■ **WORK TO BE COMPLETED**
In the entries that follow, the lines from the one with "pub mod tier_service;" through the one with "pub use pricing_store::PgPricingStore;" are the ones to write out, exactly and with both ends included. Nothing else should appear.

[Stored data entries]
──────────────────────────────

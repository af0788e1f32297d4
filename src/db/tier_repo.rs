// src/db/tier_repo.rs

use sqlx::{Executor, Postgres};
use uuid::Uuid;

use crate::{
    common::error::AppError,
    models::pricing::{NewPricingTier, PricingTier},
};

const TIER_COLUMNS: &str = "id, name, commission_type, commission_value, min_monthly_bookings, \
     min_rating, priority_order, effective_from, effective_until, is_active";

#[derive(Clone, Default)]
pub struct TierRepository;

impl TierRepository {
    pub fn new() -> Self {
        Self
    }

    // Todos os tiers, inclusive desativados; o filtro por data fica no catálogo
    pub async fn list_all<'e, E>(&self, executor: E) -> Result<Vec<PricingTier>, AppError>
    where
        E: Executor<'e, Database = Postgres>,
    {
        let tiers = sqlx::query_as::<_, PricingTier>(&format!(
            "SELECT {TIER_COLUMNS} FROM pricing_tiers ORDER BY priority_order ASC, id ASC"
        ))
        .fetch_all(executor)
        .await?;

        Ok(tiers)
    }

    pub async fn find_by_id<'e, E>(&self, executor: E, id: Uuid) -> Result<Option<PricingTier>, AppError>
    where
        E: Executor<'e, Database = Postgres>,
    {
        let tier = sqlx::query_as::<_, PricingTier>(&format!(
            "SELECT {TIER_COLUMNS} FROM pricing_tiers WHERE id = $1"
        ))
        .bind(id)
        .fetch_optional(executor)
        .await?;

        Ok(tier)
    }

    pub async fn create<'e, E>(&self, executor: E, input: &NewPricingTier) -> Result<PricingTier, AppError>
    where
        E: Executor<'e, Database = Postgres>,
    {
        let tier = sqlx::query_as::<_, PricingTier>(&format!(
            r#"
            INSERT INTO pricing_tiers (
                name, commission_type, commission_value, min_monthly_bookings,
                min_rating, priority_order, effective_from, effective_until
            )
            VALUES ($1, $2, $3, $4, $5, $6, $7, $8)
            RETURNING {TIER_COLUMNS}
            "#
        ))
        .bind(&input.name)
        .bind(input.commission_type)
        .bind(input.commission_value)
        .bind(input.min_monthly_bookings)
        .bind(input.min_rating)
        .bind(input.priority_order)
        .bind(input.effective_from)
        .bind(input.effective_until)
        .fetch_one(executor)
        .await?;

        Ok(tier)
    }

    pub async fn update<'e, E>(&self, executor: E, tier: &PricingTier) -> Result<PricingTier, AppError>
    where
        E: Executor<'e, Database = Postgres>,
    {
        let updated = sqlx::query_as::<_, PricingTier>(&format!(
            r#"
            UPDATE pricing_tiers SET
                name = $2,
                commission_type = $3,
                commission_value = $4,
                min_monthly_bookings = $5,
                min_rating = $6,
                priority_order = $7,
                effective_until = $8,
                updated_at = NOW()
            WHERE id = $1
            RETURNING {TIER_COLUMNS}
            "#
        ))
        .bind(tier.id)
        .bind(&tier.name)
        .bind(tier.commission_type)
        .bind(tier.commission_value)
        .bind(tier.min_monthly_bookings)
        .bind(tier.min_rating)
        .bind(tier.priority_order)
        .bind(tier.effective_until)
        .fetch_optional(executor)
        .await?;

        updated.ok_or(AppError::TierNotFound(tier.id))
    }

    pub async fn deactivate<'e, E>(&self, executor: E, id: Uuid) -> Result<Option<PricingTier>, AppError>
    where
        E: Executor<'e, Database = Postgres>,
    {
        let tier = sqlx::query_as::<_, PricingTier>(&format!(
            "UPDATE pricing_tiers SET is_active = FALSE, updated_at = NOW() WHERE id = $1 RETURNING {TIER_COLUMNS}"
        ))
        .bind(id)
        .fetch_optional(executor)
        .await?;

        Ok(tier)
    }
}
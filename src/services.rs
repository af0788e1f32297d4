// src/services.rs

pub mod override_service;
pub mod pricing_service;
pub mod pricing_store;
pub mod tier_service;

pub use override_service::OverrideService;
pub use pricing_service::PricingService;
pub use pricing_store::{PricingSnapshot, PricingStore};
pub use tier_service::TierService;
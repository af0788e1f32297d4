// src/db.rs

pub mod tier_repo;
pub use tier_repo::TierRepository;
pub mod override_repo;
pub use override_repo::OverrideRepository;
pub mod vendor_repo;
pub use vendor_repo::VendorRepository;
pub mod booking_repo;
pub use booking_repo::BookingRepository;

pub mod pricing_store;
pub use pricing_store::PgPricingStore;
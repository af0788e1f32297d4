// src/common/i18n.rs

use std::{collections::HashMap, sync::Arc};

pub const DEFAULT_LANG: &str = "en";

const EN: &[(&str, &str)] = &[
    ("validation_failed", "One or more fields are invalid."),
    ("no_tiers_configured", "Pricing is unavailable: no commission tiers are configured."),
    ("manual_tier_not_found", "The manually assigned tier no longer exists."),
    ("invalid_gross_amount", "The booking amount must be positive, within range and use the currency's smallest unit."),
    ("misconfigured_shared_split", "Shared fee percentages must add up to 100."),
    ("override_ambiguous", "More than one pricing override starts at the same time."),
    ("fee_exceeds_gross_amount", "The fee is larger than the booking amount."),
    ("invalid_override", "Invalid pricing override."),
    ("invalid_tier", "Invalid pricing tier."),
    ("tier_not_found", "Pricing tier not found."),
    ("duplicate_tier_priority", "An active tier already uses this priority."),
    ("override_not_found", "Pricing override not found."),
    ("vendor_not_found", "Vendor not found."),
    ("booking_not_found", "Booking not found."),
    ("booking_already_priced", "This booking already has a frozen commission."),
    ("internal_error", "An unexpected error occurred."),
];

const PT: &[(&str, &str)] = &[
    ("validation_failed", "Um ou mais campos são inválidos."),
    ("no_tiers_configured", "Precificação indisponível: nenhum tier de comissão configurado."),
    ("manual_tier_not_found", "O tier atribuído manualmente não existe mais."),
    ("invalid_gross_amount", "O valor da reserva deve ser positivo, dentro do limite e respeitar a menor unidade da moeda."),
    ("misconfigured_shared_split", "Os percentuais da taxa compartilhada devem somar 100."),
    ("override_ambiguous", "Mais de um override de preço começa no mesmo instante."),
    ("fee_exceeds_gross_amount", "A taxa é maior que o valor da reserva."),
    ("invalid_override", "Override de preço inválido."),
    ("invalid_tier", "Tier de comissão inválido."),
    ("tier_not_found", "Tier de comissão não encontrado."),
    ("duplicate_tier_priority", "Já existe um tier ativo com esta prioridade."),
    ("override_not_found", "Override de preço não encontrado."),
    ("vendor_not_found", "Vendedor não encontrado."),
    ("booking_not_found", "Reserva não encontrada."),
    ("booking_already_priced", "Esta reserva já possui comissão congelada."),
    ("internal_error", "Ocorreu um erro inesperado."),
];

// Mensagens de erro por idioma; carregadas uma vez e compartilhadas no AppState
#[derive(Clone)]
pub struct I18nStore {
    messages: Arc<HashMap<&'static str, HashMap<&'static str, &'static str>>>,
}

impl I18nStore {
    pub fn new() -> Self {
        let mut messages = HashMap::new();
        messages.insert("en", EN.iter().copied().collect());
        messages.insert("pt", PT.iter().copied().collect());
        Self { messages: Arc::new(messages) }
    }

    pub fn supports(&self, lang: &str) -> bool {
        self.messages.contains_key(lang)
    }

    /// Idioma desconhecido cai para inglês; chave desconhecida volta como está.
    pub fn translate(&self, lang: &str, key: &str) -> String {
        self.messages
            .get(lang)
            .and_then(|m| m.get(key))
            .or_else(|| self.messages.get(DEFAULT_LANG).and_then(|m| m.get(key)))
            .map(|msg| msg.to_string())
            .unwrap_or_else(|| key.to_string())
    }
}

impl Default for I18nStore {
    fn default() -> Self {
        Self::new()
    }
}

#[cfg(test)]
mod tests {
    use super::*;

    #[test]
    fn every_key_is_translated_in_both_languages() {
        let en: Vec<_> = EN.iter().map(|(k, _)| *k).collect();
        let pt: Vec<_> = PT.iter().map(|(k, _)| *k).collect();
        assert_eq!(en, pt);
    }

    #[test]
    fn unknown_language_falls_back_to_english() {
        let store = I18nStore::new();
        assert_eq!(store.translate("id", "vendor_not_found"), "Vendor not found.");
        assert_eq!(store.translate("pt", "vendor_not_found"), "Vendedor não encontrado.");
        assert_eq!(store.translate("pt", "missing_key"), "missing_key");
    }
}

──────────────────────────────

■ **RESPONSE FOR THIS EXERCISE**
pub mod tier_service;

pub use override_service::OverrideService;
pub use pricing_service::PricingService;
pub use pricing_store::{PricingSnapshot, PricingStore};
pub use tier_service::TierService;
repository af0788e1f32297d4
// src/db.rs

pub mod tier_repo;
pub use tier_repo::TierRepository;
pub mod override_repo;
pub use override_repo::OverrideRepository;
pub mod vendor_repo;
pub use vendor_repo::VendorRepository;
pub mod booking_repo;
pub use booking_repo::BookingRepository;

pub mod pricing_store;
pub use pricing_store::PgPricingStore;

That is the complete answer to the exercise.